For context, Hex — a native Swift STT transcriber alternative — uses AVAudioEngine directly and starts recording in ~10-30ms because it bypasses all browser abstractions.

The Solution

A new native Swift helper (audio-capturer.swift) that talks to Core Audio directly. The main process starts it on hotkey press, in parallel with opening the renderer overlay. By the time the renderer mounts and checks the capturer status, the mic is already recording:

Hotkey pressed
  ├── main.ts: warmAudioCapturer() + startNativeAudioCapture() (~30ms)
  │     AVAudioEngine starts → ring buffer capturing PCM
  │
  └── main.ts → IPC to renderer → React render → window.open()
        → React render → SuperCmdWhisper mounts
        → checks audioCapturerStatus().recording → TRUE
        → hooks into native capture (no getUserMedia needed!)
        → native meter polling for visualizer
        → key released → audioCapturerStop() → WAV file
        → whisperTranscribeFile() → paste result

Total time from hotkey press to audio capture: ~30ms (down from 200-500ms).

The mic green dot appears when the hotkey is pressed and disappears when the whisper overlay closes — the stopEngine command is sent to the capturer to release the AVAudioEngine.

New File: src/native/audio-capturer.swift

A persistent CLI process that communicates via JSON-over-stdin/stdout (same pattern as whisper-transcriber serve mode):

Command Description Response
warmup Start AVAudioEngine (mic hot) {"ready":true}
start Begin capturing to ring buffer {"recording":true}
stop Stop and write WAV file {"file":"...","duration":2}
snapshot Write ring buffer to WAV (keep recording) {"file":"...","duration":1}
stopEngine Stop AVAudioEngine (mic cold) {"stopped":true}
meter Current audio level {"meter":{"average":0.3,"peak":0.5}}
exit Clean shutdown

Key design decisions:

  • Ring buffer: 30 seconds of 16kHz mono PCM in memory — enables pre-roll capture and snapshots
  • WAV output: 16-bit PCM at 16kHz, directly consumable by whisper.cpp server
  • AVAudioConverter: Handles arbitrary input sample rates/channels → 16kHz mono

Main Process Changes (src/main/main.ts)

  • AudioCapturer module: Process lifecycle management (warmAudioCapturer, killAudioCapturer, startNativeAudioCapture, stopNativeAudioCapture, takeNativeAudioSnapshot), same pattern as the whisper.cpp server manager
  • Speak-toggle hotkey: Starts native audio capture immediately on press (both standard and Fn-only paths)
  • New IPC handlers: audio-capturer-warmup, audio-capturer-start, audio-capturer-stop, audio-capturer-snapshot, audio-capturer-meter, audio-capturer-status
  • whisper-transcribe-file: Transcribes a WAV file by path — for whisper.cpp, sends the file path directly to the persistent server (avoids reading into Node buffer then writing again)
  • Cleanup: killAudioCapturer() in will-quit; stopEngine command when whisper overlay closes

Renderer Changes (src/renderer/src/SuperCmdWhisper.tsx)
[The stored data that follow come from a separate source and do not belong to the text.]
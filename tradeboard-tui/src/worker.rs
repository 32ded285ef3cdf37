//! Background worker thread: every network call and file read runs here.
//!
//! Communication with the TUI main thread is via `mpsc` channels. Commands
//! are handled one at a time, in order; a newer run does not interrupt an
//! older one, the UI thread discards stale results by sequence number.
//! Once the cancel flag is raised the worker drops whatever is still queued.

use std::io;
use std::path::PathBuf;
use std::sync::atomic::{AtomicBool, Ordering};
use std::sync::mpsc::{Receiver, Sender};
use std::sync::Arc;
use std::thread::{self, JoinHandle};
use std::time::{Duration, Instant};

use tradeboard_core::gateway::{symbols_or_default, BackendGateway};
use tradeboard_core::pipeline::{run_action, Action};
use tradeboard_core::request::FormState;
use tradeboard_core::{BacktestResult, RunError};

/// Commands sent from the TUI to the worker.
#[derive(Debug)]
pub enum WorkerCommand {
    FetchSymbols,
    Run {
        seq: u64,
        action: Action,
        form: FormState,
        upload_path: Option<PathBuf>,
    },
    Shutdown,
}

/// Responses sent from the worker back to the TUI.
#[derive(Debug, Clone)]
pub enum WorkerResponse {
    SymbolsLoaded(Vec<String>),
    RunFinished {
        seq: u64,
        action: Action,
        outcome: Result<Box<BacktestResult>, RunError>,
    },
}

/// Spawn the background worker thread. It owns the gateway.
pub fn spawn_worker(
    gateway: Box<dyn BackendGateway>,
    candle_limit: usize,
    rx: Receiver<WorkerCommand>,
    tx: Sender<WorkerResponse>,
    cancel: Arc<AtomicBool>,
) -> io::Result<JoinHandle<()>> {
    thread::Builder::new()
        .name("tradeboard-worker".into())
        .spawn(move || worker_loop(gateway.as_ref(), candle_limit, rx, tx, &cancel))
}

/// Stop the worker without waiting behind queued runs.
///
/// Raises `cancel`, sends `Shutdown`, then waits at most `grace` for the
/// thread to finish. A request still blocked on the network is left to die
/// with the process. Returns whether the thread was joined.
pub fn stop_worker(
    handle: JoinHandle<()>,
    cancel: &AtomicBool,
    tx: &Sender<WorkerCommand>,
    grace: Duration,
) -> bool {
    cancel.store(true, Ordering::Relaxed);
    let _ = tx.send(WorkerCommand::Shutdown);

    let deadline = Instant::now() + grace;
    while !handle.is_finished() {
        if Instant::now() >= deadline {
            tracing::warn!("worker still busy at exit, detaching");
            return false;
        }
        thread::sleep(Duration::from_millis(10));
    }
    let _ = handle.join();
    true
}

fn worker_loop(
    gateway: &dyn BackendGateway,
    candle_limit: usize,
    rx: Receiver<WorkerCommand>,
    tx: Sender<WorkerResponse>,
    cancel: &AtomicBool,
) {
    loop {
        match rx.recv() {
            Ok(WorkerCommand::Shutdown) | Err(_) => break,
            Ok(_) if cancel.load(Ordering::Relaxed) => {
                tracing::debug!("cancelled, dropping queued commands");
                break;
            }
            Ok(cmd) => {
                if handle_command(gateway, candle_limit, cmd, &tx).is_err() {
                    // UI side hung up.
                    break;
                }
            }
        }
    }
    tracing::debug!("worker stopped");
}

fn handle_command(
    gateway: &dyn BackendGateway,
    candle_limit: usize,
    cmd: WorkerCommand,
    tx: &Sender<WorkerResponse>,
) -> Result<(), std::sync::mpsc::SendError<WorkerResponse>> {
    match cmd {
        WorkerCommand::FetchSymbols => {
            tx.send(WorkerResponse::SymbolsLoaded(symbols_or_default(gateway)))
        }
        WorkerCommand::Run {
            seq,
            action,
            form,
            upload_path,
        } => {
            tracing::debug!(seq, ?action, mode = form.mode.label(), "worker run");
            let outcome = run_action(
                gateway,
                action,
                &form,
                upload_path.as_deref(),
                candle_limit,
            )
            .map(Box::new);
            tx.send(WorkerResponse::RunFinished {
                seq,
                action,
                outcome,
            })
        }
        WorkerCommand::Shutdown => Ok(()), // handled in loop
    }
}

#[cfg(test)]
mod tests {
    use super::*;
    use std::sync::{mpsc, Mutex};

    use tradeboard_core::domain::{Candle, Interval};
    use tradeboard_core::gateway::RawResponse;
    use tradeboard_core::request::BacktestRequest;
    use tradeboard_core::GatewayError;

    struct Offline;

    impl BackendGateway for Offline {
        fn submit(&self, _: &BacktestRequest) -> Result<RawResponse, GatewayError> {
            Err(GatewayError::Transport("connection refused".into()))
        }
        fn fetch_candles(&self, _: &str, _: Interval, _: usize) -> Result<Vec<Candle>, GatewayError> {
            Err(GatewayError::Transport("connection refused".into()))
        }
        fn fetch_symbols(&self) -> Result<Vec<String>, GatewayError> {
            Err(GatewayError::Transport("connection refused".into()))
        }
    }

    fn spawn() -> (Sender<WorkerCommand>, Receiver<WorkerResponse>, JoinHandle<()>) {
        let (cmd_tx, cmd_rx) = mpsc::channel();
        let (resp_tx, resp_rx) = mpsc::channel();
        let cancel = Arc::new(AtomicBool::new(false));
        let handle = spawn_worker(Box::new(Offline), 500, cmd_rx, resp_tx, cancel).unwrap();
        (cmd_tx, resp_rx, handle)
    }

    /// Every submit blocks for `delay` and reports that it started.
    struct Stalled {
        delay: Duration,
        started: Mutex<Sender<()>>,
    }

    impl BackendGateway for Stalled {
        fn submit(&self, _: &BacktestRequest) -> Result<RawResponse, GatewayError> {
            let _ = self.started.lock().unwrap().send(());
            thread::sleep(self.delay);
            Err(GatewayError::Timeout { secs: 30 })
        }
        fn fetch_candles(&self, _: &str, _: Interval, _: usize) -> Result<Vec<Candle>, GatewayError> {
            Ok(vec![])
        }
        fn fetch_symbols(&self) -> Result<Vec<String>, GatewayError> {
            Ok(vec![])
        }
    }

    fn run(seq: u64) -> WorkerCommand {
        WorkerCommand::Run {
            seq,
            action: Action::Run,
            form: FormState::default(),
            upload_path: None,
        }
    }

    #[test]
    fn worker_shutdown() {
        let (cmd_tx, _rx, handle) = spawn();
        cmd_tx.send(WorkerCommand::Shutdown).unwrap();
        handle.join().expect("worker should join cleanly");
    }

    #[test]
    fn symbols_fall_back_when_offline() {
        let (cmd_tx, rx, handle) = spawn();
        cmd_tx.send(WorkerCommand::FetchSymbols).unwrap();
        match rx.recv_timeout(Duration::from_secs(5)).unwrap() {
            WorkerResponse::SymbolsLoaded(symbols) => assert_eq!(symbols, vec!["ETHUSDT"]),
            other => panic!("unexpected response: {other:?}"),
        }
        cmd_tx.send(WorkerCommand::Shutdown).unwrap();
        handle.join().unwrap();
    }

    #[test]
    fn run_reports_its_sequence() {
        let (cmd_tx, rx, handle) = spawn();
        cmd_tx.send(run(7)).unwrap();
        match rx.recv_timeout(Duration::from_secs(5)).unwrap() {
            WorkerResponse::RunFinished { seq, outcome, .. } => {
                assert_eq!(seq, 7);
                assert!(matches!(outcome, Err(RunError::Gateway(GatewayError::Transport(_)))));
            }
            other => panic!("unexpected response: {other:?}"),
        }
        cmd_tx.send(WorkerCommand::Shutdown).unwrap();
        handle.join().unwrap();
    }

    #[test]
    fn queued_runs_are_dropped_on_quit() {
        let (cmd_tx, cmd_rx) = mpsc::channel();
        let (resp_tx, resp_rx) = mpsc::channel();
        let (started_tx, started_rx) = mpsc::channel();
        let cancel = Arc::new(AtomicBool::new(false));
        let gateway = Stalled {
            delay: Duration::from_millis(500),
            started: Mutex::new(started_tx),
        };
        let handle = spawn_worker(Box::new(gateway), 500, cmd_rx, resp_tx, cancel.clone()).unwrap();

        for seq in 1..=3 {
            cmd_tx.send(run(seq)).unwrap();
        }
        started_rx.recv_timeout(Duration::from_secs(5)).unwrap();

        let t0 = Instant::now();
        assert!(stop_worker(handle, &cancel, &cmd_tx, Duration::from_secs(5)));
        // Only the run already in flight is waited for.
        assert!(t0.elapsed() < Duration::from_millis(1200), "took {:?}", t0.elapsed());

        let finished: Vec<u64> = resp_rx
            .try_iter()
            .filter_map(|r| match r {
                WorkerResponse::RunFinished { seq, .. } => Some(seq),
                _ => None,
            })
            .collect();
        assert_eq!(finished, vec![1]);
        assert!(started_rx.try_recv().is_err());
    }

    #[test]
    fn stop_detaches_a_stuck_worker() {
        let (cmd_tx, cmd_rx) = mpsc::channel();
        let (resp_tx, _resp_rx) = mpsc::channel();
        let (started_tx, started_rx) = mpsc::channel();
        let cancel = Arc::new(AtomicBool::new(false));
        let gateway = Stalled {
            delay: Duration::from_secs(3),
            started: Mutex::new(started_tx),
        };
        let handle = spawn_worker(Box::new(gateway), 500, cmd_rx, resp_tx, cancel.clone()).unwrap();

        cmd_tx.send(run(1)).unwrap();
        started_rx.recv_timeout(Duration::from_secs(5)).unwrap();

        let t0 = Instant::now();
        assert!(!stop_worker(handle, &cancel, &cmd_tx, Duration::from_millis(100)));
        assert!(t0.elapsed() < Duration::from_secs(1));
    }
}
  • Native capture fast path in startListening: Checks audioCapturerStatus() — if the native capturer is already recording (started by main process on hotkey press), skips getUserMedia entirely
  • startNativeVisualizer/stopNativeVisualizer: Polls audioCapturerMeter() for wave bar animation instead of Web Audio AnalyserNode
  • startNativePeriodicTranscription: Uses audioCapturerSnapshot() + whisperTranscribeFile() for live partial transcriptions while the user is still speaking
  • Native capture finalize path in finalizeAndClose: Stops the native capturer, gets the WAV file, transcribes it, and pastes the result with the same paste-and-refine logic
  • Full backward compatibility: Falls back to getUserMedia path if native capturer isnt available or fails

Prior Optimizations (Included in This PR)

These were implemented in earlier iterations and are part of this diff:

  • Persistent whisper.cpp server: Model stays loaded in memory; serve subcommand with JSON-over-stdin/stdout protocol
  • Immediate first periodic transcription: setTimeout-chain fires at 1s (vs 3.5s setInterval)
  • Non-blocking AI transcript refinement: Raw transcript pasted immediately; AI refinement runs async and replaces in-place if different
  • Parallel getUserMedia + resolveSessionConfig: Both run concurrently instead of serially
  • Session config caching: 10s TTL avoids redundant IPC round-trips
  • Whisper.cpp server warmup: Kicked off on component mount so the model is loaded by the time transcription runs

Files Changed

File Change
src/native/audio-capturer.swift New — Native AVAudioEngine capture helper
src/main/main.ts AudioCapturer module, IPC handlers, hotkey integration, whisper-transcribe-file, whisper-transcriber serve mode
src/main/preload.ts Bridge for new IPCs
src/renderer/types/electron.d.ts Type declarations
src/renderer/src/SuperCmdWhisper.tsx Native capture fast path, visualizer, periodic transcription, finalize
src/native/whisper-transcriber.swift Persistent serve subcommand
scripts/build-native.mjs Added audio-capturer to build list

…Media

Add a native Swift audio-capturer helper that uses AVAudioEngine to
capture microphone audio directly from the main process, eliminating
200-500ms of browser getUserMedia/AudioContext negotiation latency.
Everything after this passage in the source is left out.